Extrait
du livre HAUTE TENSION de Marcel Boiteux (Président d'edf)
aux éditions Odile Jacob
chap XV le choix des filières ,ou comment le programme nucléaire français fut
décidé page 148
Je plaidai la nécessité, à défaut de programme
étoffé, de faire de la " gymnastique " nucléaire, c'est-à-dire de construire
un réacteur de temps en temps pour s'entraîner, au cas où ce bienfaisant pétrole du
Proche-Orient, qui inondait l'Occident, viendrait à manquer. Jacques Lacoste - le
philosophe de ma petite équipe - penseur pénétrant et toujours en éveil - avait écrit
à ce sujet, sous le titre. Abondance pétrolière : jusqu'à quand », une note
singulièrement prémonitoire, qui avait été annexée au rapport du V° Plan. Et l'on
rendra cette justice à l'EDF - on ne l'a pas fait, fin 1973, lorsque éclata la guerre du
Kippour et la crise pétrolière - que notre Etablissement n'a cessé de dire et d'écrire
qu'il fallait, certes, profiter au mieux de la manne pétrolière, mais qu'il fallait
aussi garder à l'esprit les risques qui pesaient sur notre approvisionnement.

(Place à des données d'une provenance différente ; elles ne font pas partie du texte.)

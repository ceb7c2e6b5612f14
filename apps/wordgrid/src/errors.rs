use std::path::PathBuf;

use thiserror::Error;

/// Application-level error type.
/// `main` reports these through `anyhow`; `hint()` supplies the remediation line.
#[derive(Debug, Error)]
pub enum AppError {
    #[error("Missing input: {}", .0.display())]
    MissingInput(PathBuf),

    #[error("Source word lists differ in length: {}", format_counts(.counts))]
    LengthMismatch { counts: Vec<(String, usize)> },

    #[error("{backend} is unavailable: {reason}")]
    BackendUnavailable {
        backend: String,
        reason: String,
        hint: String,
    },

    #[error("Failed to write {}: {source}", .path.display())]
    PartialWrite {
        path: PathBuf,
        #[source]
        source: std::io::Error,
    },

    #[error("Validation error: {0}")]
    Validation(String),

    #[error("Render error: {0}")]
    Render(String),

    #[error(transparent)]
    Internal(#[from] anyhow::Error),
}

impl AppError {
    pub fn partial_write(path: impl Into<PathBuf>, source: std::io::Error) -> Self {
        AppError::PartialWrite {
            path: path.into(),
            source,
        }
    }

    /// Remediation hint shown to the user alongside the error, if one applies.
    pub fn hint(&self) -> Option<&str> {
        match self {
            AppError::BackendUnavailable { hint, .. } => Some(hint.as_str()),
            AppError::MissingInput(_) => {
                Some("Check the path, or run `wordgrid samples` to create a sample tree")
            }
            _ => None,
        }
    }
}

fn format_counts(counts: &[(String, usize)]) -> String {
    counts
        .iter()
        .map(|(name, count)| format!("{name}={count}"))
        .collect::<Vec<_>>()
        .join(", ")
}

#[cfg(test)]
mod tests {
    use super::*;

    #[test]
    fn test_length_mismatch_lists_every_source() {
        let err = AppError::LengthMismatch {
            counts: vec![
                ("english".to_string(), 2048),
                ("french".to_string(), 2047),
            ],
        };
        let msg = err.to_string();
        assert!(msg.contains("english=2048"));
        assert!(msg.contains("french=2047"));
    }

    #[test]
    fn test_backend_unavailable_carries_hint() {
        let err = AppError::BackendUnavailable {
            backend: "google-chrome".to_string(),
            reason: "not found".to_string(),
            hint: "Install Google Chrome".to_string(),
        };
        assert_eq!(err.hint(), Some("Install Google Chrome"));
        assert!(err.to_string().starts_with("google-chrome is unavailable"));
    }

    #[test]
    fn test_validation_has_no_hint() {
        assert!(AppError::Validation("bad".to_string()).hint().is_none());
    }
}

Au nom de la rentabilité, les Finances n'en
freinaient pas moins des quatre pieds les programmes nucléaires. En juillet 1973, un
éminent représentant du Trésor déclara péremptoirement à la Commission PEON, conseil
du gouvernement pour la Production d'Energie d'Origine Nucléaire, que le prix du pétrole
ne pouvait que baisser. Le tout accompagné de quelques commentaires ironiques qui
signifiaient, en termes plus crus : "Vos craintes sont ridicules, et vos passions
pour le nucléaire vous font perdre tout bon sens".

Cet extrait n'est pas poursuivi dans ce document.